(Records from a collection)

____________

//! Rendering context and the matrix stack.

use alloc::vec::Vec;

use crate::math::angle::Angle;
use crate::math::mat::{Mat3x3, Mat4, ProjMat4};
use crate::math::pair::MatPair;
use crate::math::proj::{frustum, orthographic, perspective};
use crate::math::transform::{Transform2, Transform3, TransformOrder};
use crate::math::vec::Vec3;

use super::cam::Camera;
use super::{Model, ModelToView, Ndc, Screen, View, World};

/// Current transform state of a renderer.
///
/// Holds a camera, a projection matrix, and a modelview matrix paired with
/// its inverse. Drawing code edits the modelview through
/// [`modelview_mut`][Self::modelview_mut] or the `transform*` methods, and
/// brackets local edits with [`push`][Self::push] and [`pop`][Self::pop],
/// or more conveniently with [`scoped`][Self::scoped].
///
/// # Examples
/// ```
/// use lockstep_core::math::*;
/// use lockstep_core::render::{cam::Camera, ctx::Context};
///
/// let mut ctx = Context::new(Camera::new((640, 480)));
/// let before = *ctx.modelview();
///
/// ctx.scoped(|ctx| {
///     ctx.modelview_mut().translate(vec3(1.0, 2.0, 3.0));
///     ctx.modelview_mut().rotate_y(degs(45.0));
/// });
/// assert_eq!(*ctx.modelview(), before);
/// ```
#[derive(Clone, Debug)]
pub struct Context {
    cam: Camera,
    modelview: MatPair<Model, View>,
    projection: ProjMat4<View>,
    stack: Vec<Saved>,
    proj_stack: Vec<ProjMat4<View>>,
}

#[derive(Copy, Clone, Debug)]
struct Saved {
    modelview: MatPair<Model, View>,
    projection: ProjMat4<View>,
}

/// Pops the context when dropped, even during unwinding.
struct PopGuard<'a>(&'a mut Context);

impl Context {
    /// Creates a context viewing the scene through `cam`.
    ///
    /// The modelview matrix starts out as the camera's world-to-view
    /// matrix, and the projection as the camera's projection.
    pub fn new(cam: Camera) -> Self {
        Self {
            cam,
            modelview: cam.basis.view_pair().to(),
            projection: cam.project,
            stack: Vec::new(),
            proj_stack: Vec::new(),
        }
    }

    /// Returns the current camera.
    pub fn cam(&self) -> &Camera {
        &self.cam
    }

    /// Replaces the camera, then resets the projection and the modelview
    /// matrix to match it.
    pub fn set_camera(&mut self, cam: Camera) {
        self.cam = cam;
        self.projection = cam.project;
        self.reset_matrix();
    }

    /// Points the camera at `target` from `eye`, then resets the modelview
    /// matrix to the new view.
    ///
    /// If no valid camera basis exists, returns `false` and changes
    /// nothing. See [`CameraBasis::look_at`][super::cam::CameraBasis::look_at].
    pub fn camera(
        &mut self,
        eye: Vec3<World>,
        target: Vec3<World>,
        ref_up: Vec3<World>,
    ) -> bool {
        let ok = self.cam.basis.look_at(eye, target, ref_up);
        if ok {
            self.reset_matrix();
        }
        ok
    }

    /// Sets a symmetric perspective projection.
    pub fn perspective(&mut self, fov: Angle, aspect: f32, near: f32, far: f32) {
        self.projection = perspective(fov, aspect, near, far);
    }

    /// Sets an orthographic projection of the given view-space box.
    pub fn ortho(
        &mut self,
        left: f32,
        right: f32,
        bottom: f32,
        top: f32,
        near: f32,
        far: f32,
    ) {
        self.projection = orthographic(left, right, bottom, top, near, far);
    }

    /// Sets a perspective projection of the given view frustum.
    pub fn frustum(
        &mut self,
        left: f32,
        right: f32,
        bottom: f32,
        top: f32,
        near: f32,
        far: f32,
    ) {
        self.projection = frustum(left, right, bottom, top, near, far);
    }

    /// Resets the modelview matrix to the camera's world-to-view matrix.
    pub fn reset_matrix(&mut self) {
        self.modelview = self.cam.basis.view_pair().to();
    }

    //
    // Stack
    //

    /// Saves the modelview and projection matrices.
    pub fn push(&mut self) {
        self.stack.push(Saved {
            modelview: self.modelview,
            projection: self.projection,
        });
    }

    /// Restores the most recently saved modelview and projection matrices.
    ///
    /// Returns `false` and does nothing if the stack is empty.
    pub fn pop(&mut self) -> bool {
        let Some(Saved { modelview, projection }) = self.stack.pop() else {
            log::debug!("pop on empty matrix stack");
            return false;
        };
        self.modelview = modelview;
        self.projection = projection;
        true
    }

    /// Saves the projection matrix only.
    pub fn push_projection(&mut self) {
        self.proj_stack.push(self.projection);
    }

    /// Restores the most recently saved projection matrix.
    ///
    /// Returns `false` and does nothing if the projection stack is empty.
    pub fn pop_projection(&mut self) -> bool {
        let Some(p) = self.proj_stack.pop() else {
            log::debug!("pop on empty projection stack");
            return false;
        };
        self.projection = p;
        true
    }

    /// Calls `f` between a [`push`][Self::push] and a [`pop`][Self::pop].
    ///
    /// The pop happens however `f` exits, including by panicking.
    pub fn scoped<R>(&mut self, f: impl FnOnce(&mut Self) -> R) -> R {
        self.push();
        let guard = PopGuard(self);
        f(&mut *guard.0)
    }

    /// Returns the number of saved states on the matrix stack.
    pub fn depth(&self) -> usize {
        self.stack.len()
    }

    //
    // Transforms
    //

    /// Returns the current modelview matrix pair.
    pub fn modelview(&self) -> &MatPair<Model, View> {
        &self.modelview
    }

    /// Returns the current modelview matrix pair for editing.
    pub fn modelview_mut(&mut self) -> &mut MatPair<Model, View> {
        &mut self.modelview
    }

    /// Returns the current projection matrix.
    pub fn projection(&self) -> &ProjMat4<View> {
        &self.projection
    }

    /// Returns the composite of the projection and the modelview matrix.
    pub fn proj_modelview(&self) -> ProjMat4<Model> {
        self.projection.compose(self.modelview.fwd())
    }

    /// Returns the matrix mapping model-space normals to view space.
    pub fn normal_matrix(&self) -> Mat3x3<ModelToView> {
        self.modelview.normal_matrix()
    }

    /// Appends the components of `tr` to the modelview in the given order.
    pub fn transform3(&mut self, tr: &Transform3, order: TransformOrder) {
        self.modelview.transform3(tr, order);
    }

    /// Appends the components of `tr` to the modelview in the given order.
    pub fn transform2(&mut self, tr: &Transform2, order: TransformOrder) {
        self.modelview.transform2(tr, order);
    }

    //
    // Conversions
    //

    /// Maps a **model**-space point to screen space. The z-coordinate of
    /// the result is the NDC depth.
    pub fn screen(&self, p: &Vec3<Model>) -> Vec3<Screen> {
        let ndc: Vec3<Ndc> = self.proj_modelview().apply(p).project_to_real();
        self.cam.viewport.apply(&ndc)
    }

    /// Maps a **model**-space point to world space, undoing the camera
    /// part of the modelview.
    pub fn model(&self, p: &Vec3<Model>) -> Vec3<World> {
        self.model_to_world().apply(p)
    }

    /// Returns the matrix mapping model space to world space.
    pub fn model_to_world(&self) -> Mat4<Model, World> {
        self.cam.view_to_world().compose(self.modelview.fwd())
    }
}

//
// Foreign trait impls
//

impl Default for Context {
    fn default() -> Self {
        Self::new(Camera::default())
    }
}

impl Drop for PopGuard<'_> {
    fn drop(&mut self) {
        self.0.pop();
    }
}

____________

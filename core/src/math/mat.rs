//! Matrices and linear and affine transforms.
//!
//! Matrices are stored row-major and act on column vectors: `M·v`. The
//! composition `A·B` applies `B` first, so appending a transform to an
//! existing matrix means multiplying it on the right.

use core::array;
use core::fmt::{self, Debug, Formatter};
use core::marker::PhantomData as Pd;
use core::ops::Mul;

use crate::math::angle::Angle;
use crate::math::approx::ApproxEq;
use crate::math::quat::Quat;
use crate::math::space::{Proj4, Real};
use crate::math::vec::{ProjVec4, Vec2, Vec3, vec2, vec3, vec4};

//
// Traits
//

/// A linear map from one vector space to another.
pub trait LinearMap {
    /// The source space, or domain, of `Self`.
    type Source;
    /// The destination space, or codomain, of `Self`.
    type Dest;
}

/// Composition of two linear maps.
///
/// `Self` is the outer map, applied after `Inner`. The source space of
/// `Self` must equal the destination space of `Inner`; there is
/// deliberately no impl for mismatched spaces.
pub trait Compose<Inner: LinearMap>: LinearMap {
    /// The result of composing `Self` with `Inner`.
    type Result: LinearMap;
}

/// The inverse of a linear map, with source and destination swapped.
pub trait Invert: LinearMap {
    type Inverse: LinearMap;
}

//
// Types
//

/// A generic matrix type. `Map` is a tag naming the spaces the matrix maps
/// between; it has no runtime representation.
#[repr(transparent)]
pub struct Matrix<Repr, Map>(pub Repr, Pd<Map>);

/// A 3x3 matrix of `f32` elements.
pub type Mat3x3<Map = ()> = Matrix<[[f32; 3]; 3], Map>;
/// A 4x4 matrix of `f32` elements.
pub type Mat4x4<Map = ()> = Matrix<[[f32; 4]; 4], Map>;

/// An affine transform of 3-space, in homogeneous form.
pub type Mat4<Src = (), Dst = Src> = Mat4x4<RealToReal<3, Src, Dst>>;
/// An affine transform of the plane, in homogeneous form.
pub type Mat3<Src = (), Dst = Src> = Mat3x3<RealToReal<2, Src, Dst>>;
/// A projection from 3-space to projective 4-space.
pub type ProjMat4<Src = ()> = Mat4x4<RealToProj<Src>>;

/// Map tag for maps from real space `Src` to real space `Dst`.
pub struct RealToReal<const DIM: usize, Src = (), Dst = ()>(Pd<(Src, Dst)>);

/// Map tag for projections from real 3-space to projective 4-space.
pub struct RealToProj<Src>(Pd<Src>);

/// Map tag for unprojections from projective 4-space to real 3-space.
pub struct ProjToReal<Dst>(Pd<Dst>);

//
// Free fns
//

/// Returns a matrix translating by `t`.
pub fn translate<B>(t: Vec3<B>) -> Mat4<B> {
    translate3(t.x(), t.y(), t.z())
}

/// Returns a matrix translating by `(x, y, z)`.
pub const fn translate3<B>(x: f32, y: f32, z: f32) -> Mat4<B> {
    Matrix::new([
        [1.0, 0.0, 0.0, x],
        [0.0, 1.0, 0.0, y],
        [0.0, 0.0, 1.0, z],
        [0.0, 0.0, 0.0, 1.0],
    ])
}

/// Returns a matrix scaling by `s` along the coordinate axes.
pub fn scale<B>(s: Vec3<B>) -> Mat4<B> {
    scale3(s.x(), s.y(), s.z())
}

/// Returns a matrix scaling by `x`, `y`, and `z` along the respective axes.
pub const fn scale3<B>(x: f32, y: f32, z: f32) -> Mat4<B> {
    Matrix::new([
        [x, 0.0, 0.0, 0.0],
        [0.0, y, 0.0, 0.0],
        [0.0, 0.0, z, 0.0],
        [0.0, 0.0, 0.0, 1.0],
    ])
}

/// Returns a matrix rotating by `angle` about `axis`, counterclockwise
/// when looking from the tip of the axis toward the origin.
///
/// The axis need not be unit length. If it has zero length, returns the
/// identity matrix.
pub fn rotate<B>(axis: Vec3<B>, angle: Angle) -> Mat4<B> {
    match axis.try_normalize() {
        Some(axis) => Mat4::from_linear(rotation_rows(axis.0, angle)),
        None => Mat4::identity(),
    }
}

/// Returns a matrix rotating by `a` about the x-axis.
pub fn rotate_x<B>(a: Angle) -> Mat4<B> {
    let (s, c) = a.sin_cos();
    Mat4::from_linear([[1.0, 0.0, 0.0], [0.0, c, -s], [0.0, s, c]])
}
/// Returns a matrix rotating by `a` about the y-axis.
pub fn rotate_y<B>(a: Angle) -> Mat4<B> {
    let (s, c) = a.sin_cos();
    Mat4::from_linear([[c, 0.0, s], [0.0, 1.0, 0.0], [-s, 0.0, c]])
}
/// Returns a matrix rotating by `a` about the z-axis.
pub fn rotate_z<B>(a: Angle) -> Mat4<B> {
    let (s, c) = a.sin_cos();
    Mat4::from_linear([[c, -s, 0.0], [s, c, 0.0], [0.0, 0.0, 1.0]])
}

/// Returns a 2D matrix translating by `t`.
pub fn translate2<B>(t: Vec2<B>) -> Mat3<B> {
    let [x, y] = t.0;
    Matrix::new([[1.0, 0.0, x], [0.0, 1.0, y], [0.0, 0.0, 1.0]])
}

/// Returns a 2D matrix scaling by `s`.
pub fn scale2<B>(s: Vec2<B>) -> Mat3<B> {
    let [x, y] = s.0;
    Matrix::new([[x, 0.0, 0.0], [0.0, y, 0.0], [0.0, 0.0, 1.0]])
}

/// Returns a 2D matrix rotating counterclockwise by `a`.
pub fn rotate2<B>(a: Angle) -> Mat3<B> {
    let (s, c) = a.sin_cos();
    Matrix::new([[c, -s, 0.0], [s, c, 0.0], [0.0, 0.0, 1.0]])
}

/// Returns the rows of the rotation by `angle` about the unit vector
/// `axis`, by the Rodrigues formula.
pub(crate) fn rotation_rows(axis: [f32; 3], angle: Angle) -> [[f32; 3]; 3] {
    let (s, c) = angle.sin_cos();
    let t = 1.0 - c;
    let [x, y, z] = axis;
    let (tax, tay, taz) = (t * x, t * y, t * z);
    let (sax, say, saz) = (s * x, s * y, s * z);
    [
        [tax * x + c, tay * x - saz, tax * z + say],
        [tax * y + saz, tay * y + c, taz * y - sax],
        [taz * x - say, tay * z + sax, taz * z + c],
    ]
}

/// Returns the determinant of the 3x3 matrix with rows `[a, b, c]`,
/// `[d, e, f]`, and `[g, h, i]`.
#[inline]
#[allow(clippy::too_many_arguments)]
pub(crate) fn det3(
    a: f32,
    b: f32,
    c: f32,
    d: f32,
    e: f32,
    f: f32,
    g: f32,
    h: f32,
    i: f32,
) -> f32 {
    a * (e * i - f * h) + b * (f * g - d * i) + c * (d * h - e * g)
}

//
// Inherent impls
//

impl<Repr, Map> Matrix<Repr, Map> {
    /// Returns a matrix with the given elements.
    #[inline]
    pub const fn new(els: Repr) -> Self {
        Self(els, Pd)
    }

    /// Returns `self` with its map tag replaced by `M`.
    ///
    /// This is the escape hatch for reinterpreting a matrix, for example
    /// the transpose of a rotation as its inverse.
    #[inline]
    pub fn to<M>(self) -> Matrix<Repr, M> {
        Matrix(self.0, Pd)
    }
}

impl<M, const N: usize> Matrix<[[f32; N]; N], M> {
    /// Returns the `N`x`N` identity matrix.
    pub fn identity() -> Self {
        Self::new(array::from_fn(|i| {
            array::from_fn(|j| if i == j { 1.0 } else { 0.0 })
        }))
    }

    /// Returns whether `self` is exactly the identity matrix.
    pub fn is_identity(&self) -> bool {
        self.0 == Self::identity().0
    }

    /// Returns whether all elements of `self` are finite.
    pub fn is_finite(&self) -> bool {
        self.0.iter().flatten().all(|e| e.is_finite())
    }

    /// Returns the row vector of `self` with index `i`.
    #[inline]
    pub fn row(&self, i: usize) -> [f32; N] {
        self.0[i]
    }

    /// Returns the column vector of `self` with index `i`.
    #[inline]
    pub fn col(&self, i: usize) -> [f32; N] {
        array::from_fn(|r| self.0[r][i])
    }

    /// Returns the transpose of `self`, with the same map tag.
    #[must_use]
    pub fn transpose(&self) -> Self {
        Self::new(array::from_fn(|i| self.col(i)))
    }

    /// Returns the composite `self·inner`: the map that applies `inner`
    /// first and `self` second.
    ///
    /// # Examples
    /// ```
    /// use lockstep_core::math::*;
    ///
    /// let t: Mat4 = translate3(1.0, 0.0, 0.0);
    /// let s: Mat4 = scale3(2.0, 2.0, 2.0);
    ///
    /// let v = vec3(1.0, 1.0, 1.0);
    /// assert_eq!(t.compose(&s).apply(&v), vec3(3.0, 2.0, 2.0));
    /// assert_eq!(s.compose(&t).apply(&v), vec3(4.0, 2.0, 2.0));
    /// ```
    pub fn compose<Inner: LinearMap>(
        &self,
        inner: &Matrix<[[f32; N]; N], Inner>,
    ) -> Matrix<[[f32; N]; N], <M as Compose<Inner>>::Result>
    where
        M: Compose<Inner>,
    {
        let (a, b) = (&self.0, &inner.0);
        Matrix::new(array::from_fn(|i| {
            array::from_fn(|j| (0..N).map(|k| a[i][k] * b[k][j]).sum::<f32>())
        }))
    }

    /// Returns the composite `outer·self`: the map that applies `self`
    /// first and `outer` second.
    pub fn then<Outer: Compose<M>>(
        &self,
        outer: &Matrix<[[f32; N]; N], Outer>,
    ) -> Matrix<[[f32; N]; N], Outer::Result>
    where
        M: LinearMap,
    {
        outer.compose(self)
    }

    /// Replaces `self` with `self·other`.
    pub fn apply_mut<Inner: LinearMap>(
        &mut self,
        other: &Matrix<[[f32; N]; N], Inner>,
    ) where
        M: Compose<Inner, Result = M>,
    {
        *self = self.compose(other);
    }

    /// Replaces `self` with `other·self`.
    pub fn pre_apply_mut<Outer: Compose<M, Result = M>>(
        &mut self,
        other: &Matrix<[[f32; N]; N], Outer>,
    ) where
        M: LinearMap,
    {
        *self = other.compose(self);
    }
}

____________

• _Task brief_: Your answer must be a single number: the count of lines in the data that contain the string "composite".

• _Exercise output_: 3